Utilities and Convenience tools

Record Import

It is quite common that a consumer might wish to forward a record to a producer using the same record definition, either completely unaltered or with minor modifications. To avoid explicitly copying the record, thus wasting valuable computational resources, one has the option of importing records directly to a producer. This can be done with the importRecord methods, which have the same signatures as the put methods used to add entirely new records to a writer.

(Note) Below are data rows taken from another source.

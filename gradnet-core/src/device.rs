/// Represents the physical location a value is bound to.
///
/// Binary operations require both operands on the same device. In this build
/// every device keeps its elements in host memory: the tag records affinity and
/// is what device transfers (`to_device`) change.
#[derive(Debug, Clone, Copy, PartialEq, Eq, Hash, Default)]
pub enum StorageDevice {
    /// Main system memory. This is the default device.
    #[default]
    CPU,
    /// Accelerator affinity.
    GPU,
}

impl StorageDevice {
    /// All devices known to this build, in a stable order.
    pub const ALL: [StorageDevice; 2] = [StorageDevice::CPU, StorageDevice::GPU];
}
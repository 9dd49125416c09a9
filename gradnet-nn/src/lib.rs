//! Concrete operators for GradNet.
//!
//! Every operator here is a [`Function`](gradnet_core::Function): wrap it in a
//! [`Module`](gradnet_core::Module) and call it on variables.
//!
//! ```ignore
//! let relu = Module::new(gradnet_nn::relu());
//! let y = relu.call([&x])?;
//! ```

pub mod functions;
pub mod init;
mod kernel;
pub mod layers;

pub use functions::{relu, Add, Mul, Pow, Split, Threshold};
pub use layers::{Conv2d, Conv2dConfig, Linear};
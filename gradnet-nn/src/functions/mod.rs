//! Stateless operators. Wrap one in `Module::new` to use it in a graph.

pub mod add;
pub mod mul;
pub mod pow;
pub mod split;
pub mod threshold;

pub use add::Add;
pub use mul::Mul;
pub use pow::Pow;
pub use split::Split;
pub use threshold::{relu, Threshold};
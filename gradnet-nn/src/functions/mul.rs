use gradnet_core::autograd::{expect_arity, Context, Function, Returns};
use gradnet_core::{GradnetError, Value};

/// y = a * b, element-wise.
#[derive(Debug, Clone, Copy, Default, PartialEq)]
pub struct Mul;

impl Function for Mul {
    fn name(&self) -> &'static str {
        "Mul"
    }

    fn forward(&self, ctx: &mut Context, inputs: Vec<Value>) -> Result<Returns, GradnetError> {
        expect_arity(self.name(), &inputs, 2)?;
        let y = inputs[0].mul(&inputs[1])?;
        ctx.save_for_backward(inputs);
        Ok(y.into())
    }

    fn backward(&self, ctx: &Context, grad_outputs: Vec<Value>) -> Result<Vec<Value>, GradnetError> {
        expect_arity(self.name(), &grad_outputs, 1)?;
        let a = ctx.saved_value(0)?;
        let b = ctx.saved_value(1)?;
        let gy = &grad_outputs[0];
        Ok(ctx.input_grads(vec![gy.mul(b)?, gy.mul(a)?]))
    }
}
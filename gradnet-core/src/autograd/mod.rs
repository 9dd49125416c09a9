//! # Autograd
//!
//! Reverse-mode differentiation over a graph of [`Variable`]s and [`Module`]s.
//!
//! A [`Function`] supplies the value-level forward and backward of an operator.
//! Wrapping it in a [`Module`] and calling [`Module::apply`] records the
//! application: the argument variables become the module's inputs and every
//! result comes back as a `Variable` whose producer is the module.
//!
//! [`Variable::backward`] seeds a gradient and walks the graph towards the
//! leaves. A multi-output module only runs its backward once every one of its
//! outputs holds a gradient; until then contributions are parked on the
//! outputs themselves.

pub mod function;
pub mod grad_check;
pub mod graph;
pub mod module;
pub mod variable;

pub use function::{expect_arity, Applied, Arg, Function, Returns};
pub use grad_check::{check_grad, numeric_grad, GradCheckConfig, GradCheckError};
pub use graph::{ModuleId, Node};
pub use module::{Context, Module};
pub use variable::{Variable, VariableId, VariableMap, VariableSet};

#[cfg(test)]
pub(crate) mod test_functions;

The following snippet demonstrates how one can forward all records read from a reader to a writer without making any modification

for(GenericRecord rec: reader) {
   if(writer.getStatus() == Status.Close || writer.getStatus() == Status.Dispose)
      break;
   if(!writer.importRecord(rec, 60, TimeUnit.SECONDS))
	break;
}

The following snippet demonstrates how one can modify a known record field, leaving all other fields unchanged. In fact, one can be unaware of the existence of fields other than those which one is interested.

for(GenericRecord rec: reader) {
   ((StringField)rec.getField("payloadField")).setPayload("Modified payload");
   if(writer.getStatus() == Status.Close || writer.getStatus() == Status.Dispose)
      break;
   if(!writer.importRecord(rec, 60, TimeUnit.SECONDS))
	break;
}

Keep-Alive Functionality

Both forward and random access readers can have keep-alive functionality added to them using a typical decorator pattern. This functionality can be useful if a consumer wishes to delay the consumption of records for long periods of time and the producer has no indication of this behavior. In simple cases when the implementation of a transport protocol using events is not desirable, a keep-alive reader can be used in order to keep the communication channel open, by periodically reading records. Keep-alive functionality is transparent to the client, as each time a get method is called, the record either originates from the set of prefetched records, or it is actually read directly from the underlying reader. The order of records is guaranteed to be the same as if the underlying reader was used on its own. The following snippet demonstrates the creation of a keep-alive reader with a period of record retrieval of 30 seconds:

IRecordReader<Record> reader = new ForwardReader<Record>(this.locator);
reader = new KeepAliveReader<Record>(reader, 30, TimeUnit.SECONDS);

Locator Utilities

The Locators class provides locator-related convenience methods. Currently, the class provides a Local-to-TCP converter utility which can be useful if it cannot be known in advance whether a produced resultset should be available only locally or be exposed remotely through TCP. The result producer could then produce its results locally and the results can be exposed through TCP by converting the locator to a TCP locator if it is deemed necessary. The exact way of converting a local locator to TCP is shown in the following snippet:

URI localLocator = ... //An operation returning a local locator
URI TCPLocator = Locators.localToTCP(localLocator);

HTTP Protocol

gRS can also work on top of HTTP instead of TCP. The transferred messages are in XML format. There are corresponding HTTP classes for ConnectionManger, Proxies, etc that can be used instead of the TCP classes to enable this functionality.

Note that a both ends need to use the same protocol in order to be able to communicate.